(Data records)
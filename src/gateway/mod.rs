pub mod filters;
pub mod http;

use async_trait::async_trait;

use crate::error::GatewayError;
use crate::models::{
    Author, AuthorDetail, AuthorTypeChange, ChatAnswer, ContentItem, ItemDetail, LlmCallPage,
    TaskAck,
};
use crate::playback::PlaybackLink;
use filters::{LlmCallFilters, Page};

pub use http::HttpGateway;

pub type GatewayResult<T> = Result<T, GatewayError>;

/// A background job the backend can be asked to enqueue.
#[derive(Debug, Clone, PartialEq, Eq)]
pub enum TaskRequest {
    RegenerateReport { author_id: String },
    ResummarizeItem { item_id: String, include_fallback: bool },
    ResummarizeAll { author_id: String, include_fallback: bool },
    ResummarizePending { author_id: String },
    ReprocessItem { item_id: String },
    ReprocessAuthor { author_id: String },
    Ingest { target: String, limit: u32 },
}

impl TaskRequest {
    /// The single backend call this job maps to: unencoded path segments,
    /// query pairs, JSON body.
    pub fn endpoint(&self) -> (Vec<&str>, Vec<(&'static str, String)>, Option<serde_json::Value>) {
        match self {
            TaskRequest::RegenerateReport { author_id } => {
                (vec!["authors", author_id.as_str(), "regenerate_report"], Vec::new(), None)
            }
            TaskRequest::ResummarizeItem {
                item_id,
                include_fallback,
            } => (
                vec!["videos", item_id.as_str(), "resummarize"],
                vec![("include_fallback", include_fallback.to_string())],
                None,
            ),
            TaskRequest::ResummarizeAll {
                author_id,
                include_fallback,
            } => (
                vec!["authors", author_id.as_str(), "resummarize_all"],
                vec![("include_fallback", include_fallback.to_string())],
                None,
            ),
            TaskRequest::ResummarizePending { author_id } => {
                (vec!["authors", author_id.as_str(), "resummarize_pending"], Vec::new(), None)
            }
            TaskRequest::ReprocessItem { item_id } => {
                (vec!["videos", item_id.as_str(), "reprocess_asr"], Vec::new(), None)
            }
            TaskRequest::ReprocessAuthor { author_id } => {
                (vec!["authors", author_id.as_str(), "reprocess_asr"], Vec::new(), None)
            }
            TaskRequest::Ingest { target, limit } => (
                vec!["ingest"],
                Vec::new(),
                Some(serde_json::json!({ "author_id": target, "limit": limit })),
            ),
        }
    }

    /// The entity a 404 from this job's endpoint refers to.
    pub fn subject(&self) -> String {
        match self {
            TaskRequest::RegenerateReport { author_id }
            | TaskRequest::ResummarizeAll { author_id, .. }
            | TaskRequest::ResummarizePending { author_id }
            | TaskRequest::ReprocessAuthor { author_id } => format!("Author {author_id}"),
            TaskRequest::ResummarizeItem { item_id, .. } | TaskRequest::ReprocessItem { item_id } => {
                format!("Video {item_id}")
            }
            TaskRequest::Ingest { target, .. } => format!("Ingest target {target}"),
        }
    }

    pub fn describe(&self) -> String {
        match self {
            TaskRequest::RegenerateReport { author_id } => format!("regenerate report for author {author_id}"),
            TaskRequest::ResummarizeItem { item_id, .. } => format!("resummarize item {item_id}"),
            TaskRequest::ResummarizeAll { author_id, .. } => format!("resummarize all items of author {author_id}"),
            TaskRequest::ResummarizePending { author_id } => format!("resummarize pending items of author {author_id}"),
            TaskRequest::ReprocessItem { item_id } => format!("reprocess transcript of item {item_id}"),
            TaskRequest::ReprocessAuthor { author_id } => format!("reprocess transcripts of author {author_id}"),
            TaskRequest::Ingest { target, .. } => format!("ingest {target}"),
        }
    }
}

/// Typed request/response boundary to the knowledge-base service.
#[async_trait]
pub trait Gateway: Send + Sync {
    async fn list_authors(&self) -> GatewayResult<Vec<Author>>;

    async fn get_author(&self, author_id: &str) -> GatewayResult<AuthorDetail>;

    async fn list_author_items(&self, author_id: &str) -> GatewayResult<Vec<ContentItem>>;

    async fn get_item(&self, item_id: &str) -> GatewayResult<ItemDetail>;

    /// Fresh signed media link. `Ok(None)` when the backend has no media.
    async fn get_playback_link(&self, item_id: &str) -> GatewayResult<Option<PlaybackLink>>;

    /// `None` or blank clears the tag.
    async fn set_author_type(
        &self,
        author_id: &str,
        author_type: Option<&str>,
    ) -> GatewayResult<AuthorTypeChange>;

    async fn set_item_type(
        &self,
        item_id: &str,
        content_type: Option<&str>,
    ) -> GatewayResult<ContentItem>;

    /// Enqueue a background job. The ack only confirms enqueueing.
    async fn trigger(&self, task: &TaskRequest) -> GatewayResult<TaskAck>;

    async fn list_llm_calls(&self, filters: &LlmCallFilters, page: Page) -> GatewayResult<LlmCallPage>;

    async fn ask(&self, query: &str, author_id: Option<&str>) -> GatewayResult<ChatAnswer>;
}

/// Trim a classification value; blank means "clear".
pub fn clean_tag(value: Option<&str>) -> Option<String> {
    value
        .map(str::trim)
        .filter(|s| !s.is_empty())
        .map(str::to_string)
}
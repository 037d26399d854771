use crate::db::Database;
use crate::errors::AppError;
use crate::models::{ApiEnvelope, EndorsementResult, Profile, UpsertProfilePayload};
use crate::service::ProfileService;
use axum::extract::rejection::JsonRejection;
use axum::extract::{Path, State};
use axum::http::StatusCode;
use axum::response::{IntoResponse, Response};
use axum::routing::{get, patch};
use axum::{Json, Router};

pub const API_BASE_PATH: &str = "/api";

const SERVER_ERROR: &str = "Server Error";

#[derive(Clone)]
pub struct AppState {
    pub service: ProfileService<Database>,
}

/// Routes under `/api` plus an unversioned `/health` check.
pub fn router(state: AppState) -> Router {
    let api = Router::new()
        .route("/profile", get(get_profile).put(update_profile))
        .route("/profile/endorse/:skill_id", patch(endorse_skill));

    Router::new()
        .route("/health", get(health))
        .nest(API_BASE_PATH, api)
        .with_state(state)
}

/// Maps the service error taxonomy onto status codes and the failure envelope.
#[derive(Debug)]
pub struct ApiError(AppError);

impl From<AppError> for ApiError {
    fn from(value: AppError) -> Self {
        Self(value)
    }
}

impl IntoResponse for ApiError {
    fn into_response(self) -> Response {
        let (status, body) = match &self.0 {
            AppError::Validation(message) => {
                tracing::debug!(error = %self.0, "request rejected");
                (StatusCode::BAD_REQUEST, ApiEnvelope::<()>::failure(message, None))
            }
            AppError::NotFound(message) => {
                tracing::debug!(error = %self.0, "resource missing");
                (StatusCode::NOT_FOUND, ApiEnvelope::<()>::failure(message, None))
            }
            other => {
                tracing::error!(error = %other, "request failed");
                (
                    StatusCode::INTERNAL_SERVER_ERROR,
                    ApiEnvelope::<()>::failure(SERVER_ERROR, Some(other.message().to_string())),
                )
            }
        };
        (status, Json(body)).into_response()
    }
}

type ApiResult<T> = Result<Json<ApiEnvelope<T>>, ApiError>;

#[tracing::instrument(skip_all)]
async fn get_profile(State(state): State<AppState>) -> ApiResult<Profile> {
    let profile = state.service.fetch()?;
    Ok(Json(ApiEnvelope::ok(profile)))
}

#[tracing::instrument(skip_all)]
async fn update_profile(
    State(state): State<AppState>,
    payload: Result<Json<UpsertProfilePayload>, JsonRejection>,
) -> ApiResult<Profile> {
    let Json(payload) = payload.map_err(|rejection| AppError::Validation(rejection.body_text()))?;
    let profile = state.service.upsert(payload)?;
    Ok(Json(ApiEnvelope::ok_with_message(profile, "Profile updated successfully")))
}

#[tracing::instrument(skip_all, fields(skill_id = %skill_id))]
async fn endorse_skill(State(state): State<AppState>, Path(skill_id): Path<String>) -> ApiResult<EndorsementResult> {
    let result = state.service.endorse(&skill_id)?;
    Ok(Json(ApiEnvelope::ok_with_message(result, "Skill endorsed successfully")))
}

async fn health() -> Json<ApiEnvelope<()>> {
    Json(ApiEnvelope {
        success: true,
        data: None,
        message: Some("ok".to_string()),
        error: None,
    })
}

**Work instruction**: Write out exactly the lines that fall from the line with "Ok(Json(ApiEnvelope::ok(profile)))" to the line with "let profile = state.service.upsert(payload)?;" in the records above, keeping both ends.

**Solution to this task**:
    Ok(Json(ApiEnvelope::ok(profile)))
}

#[tracing::instrument(skip_all)]
async fn update_profile(
    State(state): State<AppState>,
    payload: Result<Json<UpsertProfilePayload>, JsonRejection>,
) -> ApiResult<Profile> {
    let Json(payload) = payload.map_err(|rejection| AppError::Validation(rejection.body_text()))?;
    let profile = state.service.upsert(payload)?;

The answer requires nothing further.